Profiling of our Bookkeeper Client code for read requests shows that client threads spend half of their time in dispatching requests to OrderedExecutors (just the dispatch itself, not the execution inside OSE): 54% of their CPU time is spent in OrderedExecutor.executeOrdered() (called by LedgerHandle.readEntriesInternalAsync()). The high time spend in request submission to OSE is largely caused by Linux scheduling cost, that is the cost of dispatching the OSE thread to CPU: 42% of total time (3/4th of executeOrdered() time), threads spend in Unsafe.unpark(), which is essentially Linux scheduling/dispatching of another thread.
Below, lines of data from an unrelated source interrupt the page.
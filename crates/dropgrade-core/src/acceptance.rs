//! Structural legality of a drop, independent of correctness.

use crate::model::{ElementId, TaskDefinition, ZoneId};

/// Decides whether an element may be dropped on a zone of one task.
///
/// The resolver borrows a single [`TaskDefinition`], so its answers never
/// depend on any other question instance.
#[derive(Debug, Clone, Copy)]
pub struct AcceptanceResolver<'a> {
    task: &'a TaskDefinition,
}

impl<'a> AcceptanceResolver<'a> {
    pub fn new(task: &'a TaskDefinition) -> Self {
        Self { task }
    }

    /// `false` for unknown elements or zones, static elements, and zones the
    /// element does not list.
    pub fn is_acceptable(&self, element: ElementId, zone: ZoneId) -> bool {
        if self.task.drop_zone(zone).is_none() {
            return false;
        }
        self.task
            .element(element)
            .is_some_and(|e| e.allows(zone))
    }

    /// Zones `element` may be dropped on, in id order.
    pub fn acceptable_zones(&self, element: ElementId) -> Vec<ZoneId> {
        self.task
            .element(element)
            .and_then(|e| e.allowed_zones())
            .map(|zones| zones.iter().copied().collect())
            .unwrap_or_default()
    }
}

#[cfg(test)]
mod tests {
    use super::*;

    fn task() -> TaskDefinition {
        TaskDefinition::builder()
            .drop_zone([0])
            .drop_zone([1])
            .draggable([0])
            .draggable([0, 1])
            .static_element()
            .build()
            .unwrap()
    }

    #[test]
    fn accepts_listed_zone() {
        let task = task();
        let resolver = AcceptanceResolver::new(&task);
        assert!(resolver.is_acceptable(ElementId(0), ZoneId(0)));
        assert!(resolver.is_acceptable(ElementId(1), ZoneId(1)));
    }

    #[test]
    fn rejects_unlisted_zone() {
        let task = task();
        let resolver = AcceptanceResolver::new(&task);
        assert!(!resolver.is_acceptable(ElementId(0), ZoneId(1)));
    }

    #[test]
    fn rejects_static_and_unknown() {
        let task = task();
        let resolver = AcceptanceResolver::new(&task);
        assert!(!resolver.is_acceptable(ElementId(2), ZoneId(0)));
        assert!(!resolver.is_acceptable(ElementId(9), ZoneId(0)));
        assert!(!resolver.is_acceptable(ElementId(0), ZoneId(9)));
    }

    #[test]
    fn lists_acceptable_zones() {
        let task = task();
        let resolver = AcceptanceResolver::new(&task);
        assert_eq!(resolver.acceptable_zones(ElementId(1)), vec![ZoneId(0), ZoneId(1)]);
        assert!(resolver.acceptable_zones(ElementId(2)).is_empty());
    }
}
It seems unnecessary for all reads to have to go through OrderedExecutors. Reads that do not require ordering (reads to read-only ledger handles?) should bypass OrderedExecutors, and read submission instead be executed directly in the context of the client thread without any context-switching to another thread (meaning, the client thread dispatches the read to Netty). This should both reduce overall CPU consumption of Bookkeeper client code, and reduce latency of reads by eliminating one context-switch and serialization/queuing of reads on OSEs.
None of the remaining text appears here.